→ Dataset records
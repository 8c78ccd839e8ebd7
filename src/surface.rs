// ── Paint surface ─────────────────────────────────────────────────────────────
//
// The application instance that owns the main window's drawing state.
//
// Two resource tiers:
//   • device-independent — the `Graphics` implementor (drawing + text
//     factories), created once before the window exists;
//   • device-dependent   — render target, brush and text format, created
//     together on the first paint and dropped together when the target has
//     to be rebuilt.
//
// All calls happen on the UI thread, one message at a time.

use crate::{
    error::Result,
    message::{Message, Outcome},
    platform::{
        Color, EndDraw, FontSpec, Graphics, PixelSize, Point, RectF, WindowId, WindowSystem,
    },
    shell::Handler,
};

// ── Fixed drawing parameters ──────────────────────────────────────────────────

/// `D2D1::ColorF::White`
const BACKGROUND_RGB: u32 = 0xFFFFFF;
/// `D2D1::ColorF::LightSlateGray`
const BRUSH_RGB: u32 = 0x778899;

const LINE_FROM: Point = Point { x: 0.0, y: 0.0 };
const LINE_TO: Point = Point { x: 50.0, y: 50.0 };
const LINE_WIDTH: f32 = 1.0;

const DISPLAY_TEXT: &str = "Hello, world!";

const FONT: FontSpec = FontSpec {
    family: "Gabriola",
    size: 72.0,
    locale: "en-us",
};

/// Window-procedure return value for the messages handled here.
const HANDLED: isize = 0;

// ── Display text ──────────────────────────────────────────────────────────────

/// The string drawn in the client area, fixed at construction.
///
/// Kept alongside its UTF-16 encoding because that is what DirectWrite
/// consumes; `len` counts UTF-16 code units.
#[derive(Debug, Clone, PartialEq, Eq)]
pub(crate) struct DisplayText {
    text: String,
    wide: Box<[u16]>,
}

impl DisplayText {
    pub(crate) fn new(text: &str) -> Self {
        Self {
            text: text.to_owned(),
            wide: text.encode_utf16().collect(),
        }
    }

    pub(crate) fn as_str(&self) -> &str {
        &self.text
    }

    pub(crate) fn as_wide(&self) -> &[u16] {
        &self.wide
    }

    pub(crate) fn len(&self) -> u32 {
        self.wide.len() as u32
    }
}

// ── Device-dependent tier ─────────────────────────────────────────────────────

/// Everything bound to the window's surface.  Held as one
/// `Option<DeviceResources>` so the three objects exist together or not at all.
struct DeviceResources<G: Graphics> {
    target: G::Target,
    brush: G::Brush,
    format: G::Format,
}

#[cfg(test)]
#[derive(Debug, Clone, Copy, PartialEq, Eq)]
pub(crate) enum State {
    NoDeviceResources,
    DeviceResourcesReady,
}

// ── Draw bracket ──────────────────────────────────────────────────────────────

/// A `BeginDraw` that is always paired with an `EndDraw`.
///
/// `end` reports the result; if the frame is dropped without it (early return
/// or unwind), `EndDraw` still runs and its result is discarded.
struct Frame<'a, G: Graphics> {
    graphics: &'a G,
    target: &'a G::Target,
    open: bool,
}

impl<'a, G: Graphics> Frame<'a, G> {
    fn begin(graphics: &'a G, target: &'a G::Target) -> Self {
        graphics.begin_draw(target);
        Self {
            graphics,
            target,
            open: true,
        }
    }

    fn end(mut self) -> EndDraw {
        self.open = false;
        self.graphics.end_draw(self.target)
    }
}

impl<G: Graphics> Drop for Frame<'_, G> {
    fn drop(&mut self) {
        if self.open {
            let _ = self.graphics.end_draw(self.target);
        }
    }
}

// ── Surface ───────────────────────────────────────────────────────────────────

pub(crate) struct Surface<G: Graphics, W: WindowSystem> {
    system: W,
    window: Option<WindowId>,
    // Declared before `graphics`: fields drop in order, so device objects are
    // released before the factories that made them.
    device: Option<DeviceResources<G>>,
    graphics: G,
    text: DisplayText,
}

impl<G: Graphics, W: WindowSystem> Surface<G, W> {
    /// Build the surface around already-created device-independent resources.
    pub(crate) fn new(system: W, graphics: G) -> Self {
        let text = DisplayText::new(DISPLAY_TEXT);
        log::debug!("display text {:?} ({} UTF-16 units)", text.as_str(), text.len());
        Self {
            system,
            window: None,
            device: None,
            graphics,
            text,
        }
    }

    #[cfg(test)]
    pub(crate) fn state(&self) -> State {
        match self.device {
            Some(_) => State::DeviceResourcesReady,
            None => State::NoDeviceResources,
        }
    }

    #[cfg(test)]
    pub(crate) fn text(&self) -> &DisplayText {
        &self.text
    }

    /// Pixel size of the current render target, if there is one.
    pub(crate) fn target_size(&self) -> Option<PixelSize> {
        self.device
            .as_ref()
            .map(|d| self.graphics.target_size(&d.target))
    }

    #[cfg(test)]
    pub(crate) fn system(&self) -> &W {
        &self.system
    }

    #[cfg(test)]
    pub(crate) fn graphics(&self) -> &G {
        &self.graphics
    }

    // ── Resource lifecycle ────────────────────────────────────────────────────

    fn create_device_resources(&self, window: WindowId) -> Result<DeviceResources<G>> {
        let size = self.system.client_size(window);
        log::debug!(
            "Create device dependent resources ({}x{}).",
            size.width,
            size.height
        );

        let target = self.graphics.create_render_target(window, size)?;
        let brush = self
            .graphics
            .create_solid_brush(&target, Color::from_rgb(BRUSH_RGB))?;
        let format = self.graphics.create_text_format(&FONT)?;

        Ok(DeviceResources {
            target,
            brush,
            format,
        })
    }

    fn release_device_resources(&mut self) {
        if self.device.take().is_some() {
            log::debug!("Released device dependent resources.");
        }
    }

    fn on_resize(&mut self, size: PixelSize) {
        let Some(device) = &self.device else {
            return;
        };
        if let Err(e) = self.graphics.resize(&device.target, size) {
            log::warn!("resize to {}x{} failed: {e}", size.width, size.height);
            self.release_device_resources();
            return;
        }
        log::trace!("render target now {:?}", self.target_size());
    }

    // ── Drawing ───────────────────────────────────────────────────────────────

    fn on_paint(&mut self, window: WindowId) -> Result<()> {
        if self.device.is_none() {
            let device = self.create_device_resources(window)?;
            self.device = Some(device);
        }
        let Some(device) = &self.device else {
            return Ok(());
        };

        let layout = RectF::from_size(self.system.client_size(window));
        let frame = Frame::begin(&self.graphics, &device.target);
        self.graphics.set_identity_transform(&device.target);
        self.graphics
            .clear(&device.target, Color::from_rgb(BACKGROUND_RGB));
        self.graphics
            .draw_line(&device.target, LINE_FROM, LINE_TO, &device.brush, LINE_WIDTH);
        self.graphics.draw_text(
            &device.target,
            self.text.as_wide(),
            &device.format,
            layout,
            &device.brush,
        );

        match frame.end() {
            EndDraw::Presented => self.system.validate(window),
            // Leave the region invalid so the next WM_PAINT rebuilds.
            EndDraw::RecreateTarget => {
                log::warn!("render target lost; recreating on next paint");
                self.release_device_resources();
            }
        }
        Ok(())
    }
}

impl<G: Graphics, W: WindowSystem> Handler for Surface<G, W> {
    fn attach(&mut self, window: WindowId) {
        self.window = Some(window);
    }

    fn handle(&mut self, message: Message) -> Outcome {
        let Some(window) = self.window else {
            return Outcome::Unhandled;
        };

        match message {
            Message::Size { width, height } => {
                self.on_resize(PixelSize::new(width, height));
                Outcome::Handled(HANDLED)
            }
            Message::DisplayChange => {
                self.system.invalidate(window);
                Outcome::Handled(HANDLED)
            }
            Message::Paint => self.on_paint(window).map(|()| HANDLED).into(),
            Message::Destroy => {
                self.system.request_quit(0);
                Outcome::Handled(HANDLED)
            }
            Message::Create => Outcome::Unhandled,
            Message::Other { id, wparam, lparam } => {
                log::trace!("unhandled message {id:#06x} ({wparam:#x}, {lparam:#x})");
                Outcome::Unhandled
            }
        }
    }
}

// ── Tests ─────────────────────────────────────────────────────────────────────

→ Directions for this task
Repeat the entries. Keep each one exactly as written.

→ Final answer
repository 8c78ccd839e8ebd7
filename src/surface.rs
// ── Paint surface ─────────────────────────────────────────────────────────────
//
// The application instance that owns the main window's drawing state.
//
// Two resource tiers:
//   • device-independent — the `Graphics` implementor (drawing + text
//     factories), created once before the window exists;
//   • device-dependent   — render target, brush and text format, created
//     together on the first paint and dropped together when the target has
//     to be rebuilt.
//
// All calls happen on the UI thread, one message at a time.

use crate::{
    error::Result,
    message::{Message, Outcome},
    platform::{
        Color, EndDraw, FontSpec, Graphics, PixelSize, Point, RectF, WindowId, WindowSystem,
    },
    shell::Handler,
};

// ── Fixed drawing parameters ──────────────────────────────────────────────────

/// `D2D1::ColorF::White`
const BACKGROUND_RGB: u32 = 0xFFFFFF;
/// `D2D1::ColorF::LightSlateGray`
const BRUSH_RGB: u32 = 0x778899;

const LINE_FROM: Point = Point { x: 0.0, y: 0.0 };
const LINE_TO: Point = Point { x: 50.0, y: 50.0 };
const LINE_WIDTH: f32 = 1.0;

const DISPLAY_TEXT: &str = "Hello, world!";

const FONT: FontSpec = FontSpec {
    family: "Gabriola",
    size: 72.0,
    locale: "en-us",
};

/// Window-procedure return value for the messages handled here.
const HANDLED: isize = 0;

// ── Display text ──────────────────────────────────────────────────────────────

/// The string drawn in the client area, fixed at construction.
///
/// Kept alongside its UTF-16 encoding because that is what DirectWrite
/// consumes; `len` counts UTF-16 code units.
#[derive(Debug, Clone, PartialEq, Eq)]
pub(crate) struct DisplayText {
    text: String,
    wide: Box<[u16]>,
}

impl DisplayText {
    pub(crate) fn new(text: &str) -> Self {
        Self {
            text: text.to_owned(),
            wide: text.encode_utf16().collect(),
        }
    }

    pub(crate) fn as_str(&self) -> &str {
        &self.text
    }

    pub(crate) fn as_wide(&self) -> &[u16] {
        &self.wide
    }

    pub(crate) fn len(&self) -> u32 {
        self.wide.len() as u32
    }
}

// ── Device-dependent tier ─────────────────────────────────────────────────────

/// Everything bound to the window's surface.  Held as one
/// `Option<DeviceResources>` so the three objects exist together or not at all.
struct DeviceResources<G: Graphics> {
    target: G::Target,
    brush: G::Brush,
    format: G::Format,
}

#[cfg(test)]
#[derive(Debug, Clone, Copy, PartialEq, Eq)]
pub(crate) enum State {
    NoDeviceResources,
    DeviceResourcesReady,
}

// ── Draw bracket ──────────────────────────────────────────────────────────────

/// A `BeginDraw` that is always paired with an `EndDraw`.
///
/// `end` reports the result; if the frame is dropped without it (early return
/// or unwind), `EndDraw` still runs and its result is discarded.
struct Frame<'a, G: Graphics> {
    graphics: &'a G,
    target: &'a G::Target,
    open: bool,
}

impl<'a, G: Graphics> Frame<'a, G> {
    fn begin(graphics: &'a G, target: &'a G::Target) -> Self {
        graphics.begin_draw(target);
        Self {
            graphics,
            target,
            open: true,
        }
    }

    fn end(mut self) -> EndDraw {
        self.open = false;
        self.graphics.end_draw(self.target)
    }
}

impl<G: Graphics> Drop for Frame<'_, G> {
    fn drop(&mut self) {
        if self.open {
            let _ = self.graphics.end_draw(self.target);
        }
    }
}

// ── Surface ───────────────────────────────────────────────────────────────────

pub(crate) struct Surface<G: Graphics, W: WindowSystem> {
    system: W,
    window: Option<WindowId>,
    // Declared before `graphics`: fields drop in order, so device objects are
    // released before the factories that made them.
    device: Option<DeviceResources<G>>,
    graphics: G,
    text: DisplayText,
}

impl<G: Graphics, W: WindowSystem> Surface<G, W> {
    /// Build the surface around already-created device-independent resources.
    pub(crate) fn new(system: W, graphics: G) -> Self {
        let text = DisplayText::new(DISPLAY_TEXT);
        log::debug!("display text {:?} ({} UTF-16 units)", text.as_str(), text.len());
        Self {
            system,
            window: None,
            device: None,
            graphics,
            text,
        }
    }

    #[cfg(test)]
    pub(crate) fn state(&self) -> State {
        match self.device {
            Some(_) => State::DeviceResourcesReady,
            None => State::NoDeviceResources,
        }
    }

    #[cfg(test)]
    pub(crate) fn text(&self) -> &DisplayText {
        &self.text
    }

    /// Pixel size of the current render target, if there is one.
    pub(crate) fn target_size(&self) -> Option<PixelSize> {
        self.device
            .as_ref()
            .map(|d| self.graphics.target_size(&d.target))
    }

    #[cfg(test)]
    pub(crate) fn system(&self) -> &W {
        &self.system
    }

    #[cfg(test)]
    pub(crate) fn graphics(&self) -> &G {
        &self.graphics
    }

    // ── Resource lifecycle ────────────────────────────────────────────────────

    fn create_device_resources(&self, window: WindowId) -> Result<DeviceResources<G>> {
        let size = self.system.client_size(window);
        log::debug!(
            "Create device dependent resources ({}x{}).",
            size.width,
            size.height
        );

        let target = self.graphics.create_render_target(window, size)?;
        let brush = self
            .graphics
            .create_solid_brush(&target, Color::from_rgb(BRUSH_RGB))?;
        let format = self.graphics.create_text_format(&FONT)?;

        Ok(DeviceResources {
            target,
            brush,
            format,
        })
    }

    fn release_device_resources(&mut self) {
        if self.device.take().is_some() {
            log::debug!("Released device dependent resources.");
        }
    }

    fn on_resize(&mut self, size: PixelSize) {
        let Some(device) = &self.device else {
            return;
        };
        if let Err(e) = self.graphics.resize(&device.target, size) {
            log::warn!("resize to {}x{} failed: {e}", size.width, size.height);
            self.release_device_resources();
            return;
        }
        log::trace!("render target now {:?}", self.target_size());
    }

    // ── Drawing ───────────────────────────────────────────────────────────────

    fn on_paint(&mut self, window: WindowId) -> Result<()> {
        if self.device.is_none() {
            let device = self.create_device_resources(window)?;
            self.device = Some(device);
        }
        let Some(device) = &self.device else {
            return Ok(());
        };

        let layout = RectF::from_size(self.system.client_size(window));
        let frame = Frame::begin(&self.graphics, &device.target);
        self.graphics.set_identity_transform(&device.target);
        self.graphics
            .clear(&device.target, Color::from_rgb(BACKGROUND_RGB));
        self.graphics
            .draw_line(&device.target, LINE_FROM, LINE_TO, &device.brush, LINE_WIDTH);
        self.graphics.draw_text(
            &device.target,
            self.text.as_wide(),
            &device.format,
            layout,
            &device.brush,
        );

        match frame.end() {
            EndDraw::Presented => self.system.validate(window),
            // Leave the region invalid so the next WM_PAINT rebuilds.
            EndDraw::RecreateTarget => {
                log::warn!("render target lost; recreating on next paint");
                self.release_device_resources();
            }
        }
        Ok(())
    }
}

impl<G: Graphics, W: WindowSystem> Handler for Surface<G, W> {
    fn attach(&mut self, window: WindowId) {
        self.window = Some(window);
    }

    fn handle(&mut self, message: Message) -> Outcome {
        let Some(window) = self.window else {
            return Outcome::Unhandled;
        };

        match message {
            Message::Size { width, height } => {
                self.on_resize(PixelSize::new(width, height));
                Outcome::Handled(HANDLED)
            }
            Message::DisplayChange => {
                self.system.invalidate(window);
                Outcome::Handled(HANDLED)
            }
            Message::Paint => self.on_paint(window).map(|()| HANDLED).into(),
            Message::Destroy => {
                self.system.request_quit(0);
                Outcome::Handled(HANDLED)
            }
            Message::Create => Outcome::Unhandled,
            Message::Other { id, wparam, lparam } => {
                log::trace!("unhandled message {id:#06x} ({wparam:#x}, {lparam:#x})");
                Outcome::Unhandled
            }
        }
    }
}

// ── Tests ─────────────────────────────────────────────────────────────────────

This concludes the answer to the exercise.